By adapting to the changing wants and needs of the modern consumer, retailers can create more meaningful digital shopping experiences. Enter live streaming: a subsector of e-commerce that has already taken off in regions like China, generating over $150 billion in the market in 2022, per Euromonitor. In fact, live streaming is expected to make up 20 per cent of e-commerce sales within the next two years.
Live streaming sits at the intersection of e-commerce and entertainment for an engaging audience experience that showcases products in real time. Unlike the bygone era of teleshopping, live streams make use of influencers and other popular figures to move away from forced infomercials and towards more authentic endorsements. For Bonnie Zhao, general manager at AliExpress UK, entertainment is a central component to commerce. “It captures people’s attention, creates emotional connections, and enhances the overall shopping experience,” says Zhao.
The live interaction offered by streams enables audiences to ask questions and receive an immediate response, sparking authentic conversation while maximising the ways audiences interact through social media.

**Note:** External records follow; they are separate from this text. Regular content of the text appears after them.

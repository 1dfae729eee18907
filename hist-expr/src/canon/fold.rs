//! Evaluation of operators on constant operands.
//!
//! Arithmetic follows the conventions of the Python expressions being translated: booleans act as
//! the integers `0` and `1`, `/` always produces a float, `//` and `%` round toward negative
//! infinity, and integer results that do not fit in 64 bits are reported as an overflow.

use crate::expr::{BinOp, UnaryOp, Value};
use std::{collections::BTreeSet, fmt};

/// The longest string, in bytes, that folding may produce.
pub const MAX_STR_LEN: usize = 1 << 20;

/// A constant expression that cannot be evaluated.
#[derive(Debug, Clone, PartialEq, Eq)]
pub enum FoldError {
    /// Division or modulo by zero, or zero raised to a negative power.
    DivisionByZero,

    /// An integer result does not fit in 64 bits, a float result is infinite, or a string result
    /// is longer than [`MAX_STR_LEN`].
    Overflow,

    /// A negative number raised to a fractional power.
    ComplexResult,

    /// The operator is not defined for the operand types.
    Unsupported {
        /// The operator symbol.
        op: &'static str,

        /// The type names of the operands.
        types: Vec<&'static str>,
    },
}

impl fmt::Display for FoldError {
    fn fmt(&self, f: &mut fmt::Formatter) -> fmt::Result {
        match self {
            FoldError::DivisionByZero => write!(f, "division by zero"),
            FoldError::Overflow => write!(f, "numeric overflow"),
            FoldError::ComplexResult => write!(f, "result would be a complex number"),
            FoldError::Unsupported { op, types } => {
                let types = types.iter()
                    .map(|t| format!("'{}'", t))
                    .collect::<Vec<_>>()
                    .join(" and ");
                write!(f, "unsupported operand type(s) for {}: {}", op, types)
            },
        }
    }
}

/// A numeric operand, with booleans already widened to integers.
#[derive(Debug, Clone, Copy)]
enum Num {
    Int(i64),
    Float(f64),
}

impl Num {
    fn of(value: &Value) -> Option<Self> {
        match value {
            Value::Bool(b) => Some(Num::Int(*b as i64)),
            Value::Int(i) => Some(Num::Int(*i)),
            Value::Float(x) => Some(Num::Float(*x)),
            _ => None,
        }
    }

    fn to_f64(self) -> f64 {
        match self {
            Num::Int(i) => i as f64,
            Num::Float(x) => x,
        }
    }
}

fn unsupported(op: &'static str, values: &[&Value]) -> FoldError {
    FoldError::Unsupported {
        op,
        types: values.iter().map(|v| v.type_name()).collect(),
    }
}

/// Floor division of integers.
fn int_floor_div(a: i64, b: i64) -> Result<i64, FoldError> {
    if b == 0 {
        return Err(FoldError::DivisionByZero);
    }
    let q = a.checked_div(b).ok_or(FoldError::Overflow)?;
    if a % b != 0 && (a < 0) != (b < 0) {
        Ok(q - 1)
    } else {
        Ok(q)
    }
}

/// Modulo of integers, taking the sign of the divisor.
fn int_mod(a: i64, b: i64) -> Result<i64, FoldError> {
    if b == 0 {
        return Err(FoldError::DivisionByZero);
    }
    let r = a.checked_rem(b).ok_or(FoldError::Overflow)?;
    if r != 0 && (r < 0) != (b < 0) {
        Ok(r + b)
    } else {
        Ok(r)
    }
}

fn int_pow(a: i64, b: i64) -> Result<Value, FoldError> {
    if b >= 0 {
        let exp = u32::try_from(b).map_err(|_| FoldError::Overflow)?;
        a.checked_pow(exp).map(Value::Int).ok_or(FoldError::Overflow)
    } else if a == 0 {
        Err(FoldError::DivisionByZero)
    } else {
        Ok(Value::Float((a as f64).powf(b as f64)))
    }
}

fn fold_int(op: BinOp, a: i64, b: i64) -> Result<Value, FoldError> {
    let checked = |result: Option<i64>| result.map(Value::Int).ok_or(FoldError::Overflow);
    match op {
        BinOp::Add => checked(a.checked_add(b)),
        BinOp::Sub => checked(a.checked_sub(b)),
        BinOp::Mul => checked(a.checked_mul(b)),
        BinOp::Div => fold_float(op, a as f64, b as f64),
        BinOp::FloorDiv => int_floor_div(a, b).map(Value::Int),
        BinOp::Mod => int_mod(a, b).map(Value::Int),
        BinOp::Pow => int_pow(a, b),
        BinOp::BitOr => Ok(Value::Int(a | b)),
        BinOp::BitAnd => Ok(Value::Int(a & b)),
        BinOp::BitXor => Ok(Value::Int(a ^ b)),
    }
}

fn fold_float(op: BinOp, a: f64, b: f64) -> Result<Value, FoldError> {
    let result = match op {
        BinOp::Add => a + b,
        BinOp::Sub => a - b,
        BinOp::Mul => a * b,
        BinOp::Div if b == 0.0 => return Err(FoldError::DivisionByZero),
        BinOp::Div => a / b,
        BinOp::FloorDiv if b == 0.0 => return Err(FoldError::DivisionByZero),
        BinOp::FloorDiv => (a / b).floor(),
        BinOp::Mod if b == 0.0 => return Err(FoldError::DivisionByZero),
        BinOp::Mod => {
            let r = a % b;
            if r != 0.0 && (r < 0.0) != (b < 0.0) {
                r + b
            } else {
                r
            }
        },
        BinOp::Pow if a == 0.0 && b < 0.0 => return Err(FoldError::DivisionByZero),
        BinOp::Pow if a < 0.0 && b.fract() != 0.0 => return Err(FoldError::ComplexResult),
        BinOp::Pow => {
            let result = a.powf(b);
            if result.is_infinite() && a.is_finite() && b.is_finite() {
                return Err(FoldError::Overflow);
            }
            result
        },
        BinOp::BitOr | BinOp::BitAnd | BinOp::BitXor => {
            return Err(FoldError::Unsupported {
                op: op.symbol(),
                types: vec!["float", "float"],
            });
        },
    };
    Ok(Value::Float(result))
}

/// Repeats a string `count` times; a non-positive count gives the empty string.
fn repeat(s: &str, count: i64) -> Result<Value, FoldError> {
    let count = usize::try_from(count.max(0)).map_err(|_| FoldError::Overflow)?;
    match s.len().checked_mul(count) {
        Some(len) if len <= MAX_STR_LEN => Ok(Value::Str(s.repeat(count))),
        _ => Err(FoldError::Overflow),
    }
}

fn fold_sets(op: BinOp, a: &BTreeSet<Value>, b: &BTreeSet<Value>) -> Option<Value> {
    let set = match op {
        BinOp::BitOr => a.union(b).cloned().collect(),
        BinOp::BitAnd => a.intersection(b).cloned().collect(),
        BinOp::BitXor => a.symmetric_difference(b).cloned().collect(),
        BinOp::Sub => a.difference(b).cloned().collect(),
        _ => return None,
    };
    Some(Value::Set(set))
}

/// Evaluates a binary operator on two constants.
pub fn fold_binary(op: BinOp, lhs: &Value, rhs: &Value) -> Result<Value, FoldError> {
    match (lhs, rhs) {
        (Value::Bool(a), Value::Bool(b)) => match op {
            BinOp::BitOr => return Ok(Value::Bool(a | b)),
            BinOp::BitAnd => return Ok(Value::Bool(a & b)),
            BinOp::BitXor => return Ok(Value::Bool(a ^ b)),
            _ => (),
        },
        (Value::Str(a), Value::Str(b)) if op == BinOp::Add => {
            if a.len() + b.len() > MAX_STR_LEN {
                return Err(FoldError::Overflow);
            }
            return Ok(Value::Str(format!("{}{}", a, b)));
        },
        (Value::Str(s), Value::Int(n)) | (Value::Int(n), Value::Str(s)) if op == BinOp::Mul => {
            return repeat(s, *n);
        },
        (Value::Str(s), Value::Bool(b)) | (Value::Bool(b), Value::Str(s)) if op == BinOp::Mul => {
            return repeat(s, *b as i64);
        },
        (Value::Set(a), Value::Set(b)) => {
            return fold_sets(op, a, b).ok_or_else(|| unsupported(op.symbol(), &[lhs, rhs]));
        },
        _ => (),
    }

    match (Num::of(lhs), Num::of(rhs)) {
        (Some(Num::Int(a)), Some(Num::Int(b))) => fold_int(op, a, b),
        (Some(a @ Num::Float(_)), Some(b)) | (Some(a), Some(b @ Num::Float(_))) => {
            fold_float(op, a.to_f64(), b.to_f64()).map_err(|err| match err {
                FoldError::Unsupported { op, .. } => unsupported(op, &[lhs, rhs]),
                err => err,
            })
        },
        _ => Err(unsupported(op.symbol(), &[lhs, rhs])),
    }
}

/// Evaluates a unary operator on a constant.
pub fn fold_unary(op: UnaryOp, value: &Value) -> Result<Value, FoldError> {
    match (op, Num::of(value)) {
        (UnaryOp::Neg, Some(Num::Int(i))) => i.checked_neg().map(Value::Int).ok_or(FoldError::Overflow),
        (UnaryOp::Neg, Some(Num::Float(x))) => Ok(Value::Float(-x)),
        (UnaryOp::Invert, Some(Num::Int(i))) => Ok(Value::Int(!i)),
        _ => Err(unsupported(op.symbol(), &[value])),
    }
}

/// Evaluates unary `+` on a constant.
pub fn fold_pos(value: &Value) -> Result<Value, FoldError> {
    match Num::of(value) {
        Some(Num::Int(i)) => Ok(Value::Int(i)),
        Some(Num::Float(x)) => Ok(Value::Float(x)),
        None => Err(unsupported("+", &[value])),
    }
}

Beyond engagement and entertainment, there are practical benefits for both shoppers and brands. For brands, live streams help to inform decisions around the promotion of popular products by gauging audience preferences; for customers, they enable a greater understanding of the products available for purchase, meaning they are more informed and increasingly likely to be satisfied. In turn, reducing the risk of returns — as well as their costly environmental impact. It is clear that for all parties — customers, brands, retailers, the planet — that the opportunities of live streaming are plentiful.
Live streaming on a global stage
Live streaming has met with huge success in China, which can be partly credited to its role in responding to audiences’ changing media habits — it entertains, simplifies shopping and ultimately allows brands to cut through the noise. “In today’s digital age, consumers are inundated with countless options and distractions, making it challenging for brands to stand out,” says Zhao.